La prudence selon Goldman Sachs

On sait que l'ajustement de ces estimations est lié au ralentissement des investissements. C'est un processus dynamique mais ce ralentissement est relatif. Ainsi, Steve Scheerhorn, qui dirige la branche gestion des connaissances de Ford, reconnaît qu'on lui a demandé d'économiser 15% sur un budget de plus d'un milliard de dollars. Robert Laudadio, qui met en place l'architecture e-business de Johnson & Johnson, doit non pas réduire sa voilure mais la régler. Les deux responsables reconnaissent qu'on leur demande de matérialiser plus vite un retour sur investissement. Dans ce climat de suspicion sur l'état de l'économie mondiale, les produits dont le temps d'implantation est réduit ont l'avantage sur les produits dont le temps d'implantation est plus long. Et si d'aventure une solution permet d'améliorer les processus métier d'une entreprise rapidement, c'est à dire en deux ou trois trimestres, elle possède encore toutes ses chances d'être achetée. Bref, les dépenses ne sont pas arrêtées, elles sont mieux jaugées. Cela va continuer pendant le reste de l'année mais il est possible qu'une amélioration intervienne. David De Walt, directeur général de Documentum, remarque que certains de ses clients n'ont pas signé de nouveaux contrats au cours du premier trimestre mais que leurs projets ne sont pas reportés sine die : ils seront mis en œuvre, sans doute modifiés, dans le courant de l'année. De nombreux éditeurs de logiciels sont dans ce cas.
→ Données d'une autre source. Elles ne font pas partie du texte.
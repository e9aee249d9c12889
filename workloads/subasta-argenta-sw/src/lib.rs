//! Service worker for the Subasta Argenta web app.
//!
//! This workload wires the offline cache manager to the browser:
//! - `CacheStorage` over the Cache API
//! - `Network` over `fetch()`
//! - lifecycle controls over `skipWaiting()` and `clients.claim()`
//! - detached cache writes on the microtask queue
//! - log lines on the browser console
//!
//! The JS glue registers one listener per event and forwards it to the
//! matching `on_*` export.

use offline_core::WorkerConfig;
use offline_observability::{LogFormat, LogLevel, LogOutput, StructuredLogger};

#[cfg(target_arch = "wasm32")]
mod web;

#[cfg(target_arch = "wasm32")]
pub use web::{on_activate, on_fetch, on_install, on_message, on_sync};

/// Configuration of the deployed worker version.
pub fn worker_config() -> WorkerConfig {
    WorkerConfig::default()
}

/// Logger for the deployed worker: human-readable lines, info and above.
pub fn worker_logger(config: &WorkerConfig, output: LogOutput) -> StructuredLogger {
    StructuredLogger::new(config.static_cache.clone())
        .with_format(LogFormat::Human)
        .with_min_level(LogLevel::Info)
        .with_output(output)
}

/// Message payload carrying the `type` read off a posted value.
///
/// A value without a string `type` becomes `null`, which the worker ignores.
pub fn message_payload(kind: Option<&str>) -> serde_json::Value {
    match kind {
        Some(kind) => serde_json::json!({ "type": kind }),
        None => serde_json::Value::Null,
    }
}

#[cfg(test)]
mod tests {
    use super::*;
    use offline_worker::WorkerCommand;
    use serde_json::json;
    use std::cell::RefCell;

    thread_local! {
        static LINES: RefCell<Vec<(LogLevel, String)>> = const { RefCell::new(Vec::new()) };
    }

    fn capture(level: LogLevel, line: &str) {
        LINES.with(|lines| lines.borrow_mut().push((level, line.to_string())));
    }

    #[test]
    fn test_deployed_config() {
        let config = worker_config();

        assert_eq!(config.static_cache, "subasta-argenta-v1.0.0");
        assert_eq!(config.dynamic_cache, "subasta-argenta-dynamic-v1");
        assert_eq!(config.precache_urls().count(), 11);
    }

    #[test]
    fn test_logger_drops_debug() {
        let logger = worker_logger(&worker_config(), LogOutput::Custom(capture));

        logger.debug("detail");
        logger.warn("cache lookup failed");

        LINES.with(|lines| {
            let lines = lines.borrow();
            assert_eq!(lines.len(), 1);
            assert_eq!(lines[0].0, LogLevel::Warn);
            assert!(lines[0].1.contains("cache lookup failed"));
        });
    }

    #[test]
    fn test_message_payload() {
        assert_eq!(message_payload(Some("CLEAR_CACHE")), json!({ "type": "CLEAR_CACHE" }));
        assert_eq!(message_payload(None), serde_json::Value::Null);
    }

    #[test]
    fn test_message_payload_selects_command() {
        assert_eq!(
            WorkerCommand::parse(&message_payload(Some("SKIP_WAITING"))),
            Some(WorkerCommand::SkipWaiting)
        );
        assert_eq!(WorkerCommand::parse(&message_payload(Some("PING"))), None);
        assert_eq!(WorkerCommand::parse(&message_payload(None)), None);
    }
}
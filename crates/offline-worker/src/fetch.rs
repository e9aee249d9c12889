//! Fetch: network-first with cache fallback.

use std::future::Future;
use std::rc::Rc;

use offline_cache::{CacheKey, CacheStatus, CacheStorage};
use offline_core::{is_cacheable_status, FetchRequest, FetchResponse, StatusCode};
use offline_network::Network;
use offline_observability::StructuredLogger;

use crate::event::{EventKind, FetchOutcome, PassthroughReason};
use crate::fallback::{resolve_offline, OfflineFallback};
use crate::host::WorkerHost;
use crate::worker::OfflineWorker;

impl<S, N, H> OfflineWorker<S, N, H>
where
    S: CacheStorage + 'static,
    N: Network,
    H: WorkerHost,
{
    /// Handle a fetch event.
    ///
    /// Non-GET requests and backend traffic pass through untouched. Everything
    /// else goes to the network first; a 200 response is copied into the
    /// dynamic namespace by a detached task and returned without waiting for
    /// the write. When the network rejects, the offline fallback chain
    /// decides the response.
    pub async fn handle_fetch(&self, request: FetchRequest) -> FetchOutcome {
        if let Some(reason) = self.passthrough_reason(&request) {
            let log = self.event_logger(EventKind::Fetch);
            self.record_fetch(&request, CacheStatus::Bypass, &log);
            return FetchOutcome::Passthrough(reason);
        }

        match self.network.fetch(&request).await {
            Ok(response) => {
                self.network_responded(&request, response.status.as_u16(), || {
                    let copy = response.clone();
                    async move { Ok(copy) }
                });
                FetchOutcome::Respond {
                    response,
                    status: CacheStatus::Network,
                }
            }
            Err(e) => self.network_failed(&request, &e.to_string()).await,
        }
    }

    /// Why `request` would be left to the host, if it would.
    ///
    /// Decided without touching network or cache, so a host can skip
    /// intercepting before any asynchronous work starts.
    pub fn passthrough_reason(&self, request: &FetchRequest) -> Option<PassthroughReason> {
        PassthroughReason::for_request(&self.config, request)
    }

    /// Account for a response the network produced for `request`.
    ///
    /// For hosts that fetch with their own request object and hand the
    /// original response back to the page. `read_copy` is called only when
    /// the status is 200; the copy it yields is written to the dynamic
    /// namespace by a detached task. Other statuses are never cached,
    /// including the status 0 of opaque cross-origin responses.
    pub fn network_responded<B, F>(
        &self,
        request: &FetchRequest,
        status: u16,
        read_copy: B,
    ) where
        B: FnOnce() -> F,
        F: Future<Output = Result<FetchResponse, String>> + 'static,
    {
        let log = self.event_logger(EventKind::Fetch);
        if StatusCode::from_u16(status).is_ok_and(is_cacheable_status) {
            self.cache_in_background(request, read_copy(), &log);
        }
        self.record_fetch(request, CacheStatus::Network, &log);
    }

    /// Answer `request` after the network rejected it with `error`.
    pub async fn network_failed(&self, request: &FetchRequest, error: &str) -> FetchOutcome {
        let log = self.event_logger(EventKind::Fetch);
        log.debug_builder("network failed, trying cache")
            .field("url", request.url.as_str())
            .field("error", error)
            .emit();

        let outcome = self.offline_response(request, &log).await;
        self.record_fetch(request, outcome.status(), &log);
        outcome
    }

    async fn offline_response(
        &self,
        request: &FetchRequest,
        log: &StructuredLogger,
    ) -> FetchOutcome {
        match resolve_offline(self.storage.as_ref(), &self.config, request).await {
            Ok(OfflineFallback::Cached(response)) => FetchOutcome::Respond {
                response,
                status: CacheStatus::Hit,
            },
            Ok(OfflineFallback::Shell(response)) => FetchOutcome::Respond {
                response,
                status: CacheStatus::Fallback,
            },
            Ok(OfflineFallback::Unavailable) => FetchOutcome::Unavailable,
            Err(e) => {
                log.warn_builder("cache lookup failed")
                    .field("url", request.url.as_str())
                    .field("error", e.to_string())
                    .emit();
                FetchOutcome::Unavailable
            }
        }
    }

    fn record_fetch(&self, request: &FetchRequest, status: CacheStatus, log: &StructuredLogger) {
        self.metrics.record_fetch(status);
        log.debug_builder("fetch handled")
            .field("url", request.url.as_str())
            .field("status", status.to_string())
            .field_bool("from_cache", status.from_cache())
            .emit();
    }

    fn cache_in_background<F>(&self, request: &FetchRequest, copy: F, log: &StructuredLogger)
    where
        F: Future<Output = Result<FetchResponse, String>> + 'static,
    {
        let storage = Rc::clone(&self.storage);
        let metrics = Rc::clone(&self.metrics);
        let namespace = self.config.dynamic_cache.clone();
        let key = CacheKey::for_request(request);
        let log = log.clone();

        self.spawner.spawn_detached(Box::pin(async move {
            let written = match copy.await {
                Ok(response) => storage
                    .put(&namespace, &key, response)
                    .await
                    .map_err(|e| e.to_string()),
                Err(e) => Err(e),
            };
            match written {
                Ok(()) => {
                    metrics.record_dynamic_write(true);
                    log.debug_builder("cached response")
                        .field("key", key.to_string())
                        .emit();
                }
                Err(e) => {
                    metrics.record_dynamic_write(false);
                    log.warn_builder("dynamic cache write failed")
                        .field("key", key.to_string())
                        .field("error", e)
                        .emit();
                }
            }
        }));
    }
}
//! Observability for the Subasta Argenta offline worker.
//!
//! This crate provides:
//! - `StructuredLogger` - Structured logging with worker and event context
//! - `WorkerMetrics` - Counters for fetch outcomes and cache maintenance

mod logging;
mod metrics;

pub use logging::*;
pub use metrics::*;

// Re-export EventId from offline-core for convenience
pub use offline_core::EventId;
Mais Goldman Sachs a sans doute raison : il vaut mieux être prudent.Car la Bourse a été extrêmement sévère avec les titres technologiques qui ne peuvent plus supporter de valorisations exubérantes. Cette situation pouvait à la rigueur durer tant que les résultats des entreprises dépassaient les estimations antérieures. Avec l'allongement du cycle de vente et la réduction de la taille des commandes, la dynamique s'est inversée. Pour l'heure, les ventes en Europe des éditeurs de logiciels et des fabricants de matériels ne sont pas affectées, si ce n'est auprès des filiales de grands groupes américains. Mais la grande crainte des investisseurs est de constater un fléchissement en Europe.